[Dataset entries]
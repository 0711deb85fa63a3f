use chrono::{DateTime, Utc};
use serde::{Deserialize, Serialize};

use super::user::UserId;

#[derive(Clone, Copy, Debug, PartialEq, Eq, Hash, PartialOrd, Ord, Serialize, Deserialize)]
#[serde(transparent)]
pub struct ItemId(pub i64);

impl std::fmt::Display for ItemId {
    fn fmt(&self, f: &mut std::fmt::Formatter<'_>) -> std::fmt::Result {
        write!(f, "{}", self.0)
    }
}

#[derive(Clone, Copy, Debug, PartialEq, Eq, Hash, Serialize, Deserialize)]
#[serde(rename_all = "snake_case")]
pub enum ItemStatus {
    OnSale,
    Sold,
}

impl ItemStatus {
    pub fn as_str(&self) -> &'static str {
        match self {
            Self::OnSale => "on_sale",
            Self::Sold => "sold",
        }
    }

    pub fn parse(value: &str) -> Option<Self> {
        match value {
            "on_sale" => Some(Self::OnSale),
            "sold" => Some(Self::Sold),
            _ => None,
        }
    }
}

#[derive(Clone, Debug, PartialEq, Eq, Serialize, Deserialize)]
pub struct CatalogItem {
    pub id: ItemId,
    pub seller_id: Option<UserId>,
    pub name: String,
    pub description: String,
    pub price: i64,
    pub category: Option<String>,
    pub condition: Option<String>,
    pub status: ItemStatus,
    pub created_at: DateTime<Utc>,
}

impl CatalogItem {
    pub fn is_available(&self) -> bool {
        self.status == ItemStatus::OnSale
    }

    /// Weighted feature text: the name repeated `name_weight` times, then category,
    /// condition and description.
    pub fn feature_text(&self, name_weight: usize) -> String {
        let mut parts: Vec<&str> = Vec::with_capacity(name_weight + 3);
        for _ in 0..name_weight.max(1) {
            parts.push(self.name.as_str());
        }
        if let Some(category) = self.category.as_deref() {
            parts.push(category);
        }
        if let Some(condition) = self.condition.as_deref() {
            parts.push(condition);
        }
        parts.push(self.description.as_str());
        parts.join(" ")
    }
}

#[derive(Clone, Debug, PartialEq, Serialize, Deserialize)]
pub struct RecommendationCandidate {
    pub item_id: ItemId,
    pub name: String,
    pub price: i64,
    pub category: Option<String>,
    pub score: f64,
    pub rationale: Option<String>,
    pub interested: Option<bool>,
}

impl RecommendationCandidate {
    pub fn from_item(item: &CatalogItem, score: f64) -> Self {
        Self {
            item_id: item.id,
            name: item.name.clone(),
            price: item.price,
            category: item.category.clone(),
            score: score.clamp(0.0, 1.0),
            rationale: None,
            interested: None,
        }
    }
}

**Aim of the exercise**:
Please set down each of the entries above exactly as given.

**Finished task**:
repository 0711deb85fa63a3f
use chrono::{DateTime, Utc};
use serde::{Deserialize, Serialize};

use super::user::UserId;

#[derive(Clone, Copy, Debug, PartialEq, Eq, Hash, PartialOrd, Ord, Serialize, Deserialize)]
#[serde(transparent)]
pub struct ItemId(pub i64);

impl std::fmt::Display for ItemId {
    fn fmt(&self, f: &mut std::fmt::Formatter<'_>) -> std::fmt::Result {
        write!(f, "{}", self.0)
    }
}

#[derive(Clone, Copy, Debug, PartialEq, Eq, Hash, Serialize, Deserialize)]
#[serde(rename_all = "snake_case")]
pub enum ItemStatus {
    OnSale,
    Sold,
}

impl ItemStatus {
    pub fn as_str(&self) -> &'static str {
        match self {
            Self::OnSale => "on_sale",
            Self::Sold => "sold",
        }
    }

    pub fn parse(value: &str) -> Option<Self> {
        match value {
            "on_sale" => Some(Self::OnSale),
            "sold" => Some(Self::Sold),
            _ => None,
        }
    }
}

#[derive(Clone, Debug, PartialEq, Eq, Serialize, Deserialize)]
pub struct CatalogItem {
    pub id: ItemId,
    pub seller_id: Option<UserId>,
    pub name: String,
    pub description: String,
    pub price: i64,
    pub category: Option<String>,
    pub condition: Option<String>,
    pub status: ItemStatus,
    pub created_at: DateTime<Utc>,
}

impl CatalogItem {
    pub fn is_available(&self) -> bool {
        self.status == ItemStatus::OnSale
    }

    /// Weighted feature text: the name repeated `name_weight` times, then category,
    /// condition and description.
    pub fn feature_text(&self, name_weight: usize) -> String {
        let mut parts: Vec<&str> = Vec::with_capacity(name_weight + 3);
        for _ in 0..name_weight.max(1) {
            parts.push(self.name.as_str());
        }
        if let Some(category) = self.category.as_deref() {
            parts.push(category);
        }
        if let Some(condition) = self.condition.as_deref() {
            parts.push(condition);
        }
        parts.push(self.description.as_str());
        parts.join(" ")
    }
}

#[derive(Clone, Debug, PartialEq, Serialize, Deserialize)]
pub struct RecommendationCandidate {
    pub item_id: ItemId,
    pub name: String,
    pub price: i64,
    pub category: Option<String>,
    pub score: f64,
    pub rationale: Option<String>,
    pub interested: Option<bool>,
}

impl RecommendationCandidate {
    pub fn from_item(item: &CatalogItem, score: f64) -> Self {
        Self {
            item_id: item.id,
            name: item.name.clone(),
            price: item.price,
            category: item.category.clone(),
            score: score.clamp(0.0, 1.0),
            rationale: None,
            interested: None,
        }
    }
}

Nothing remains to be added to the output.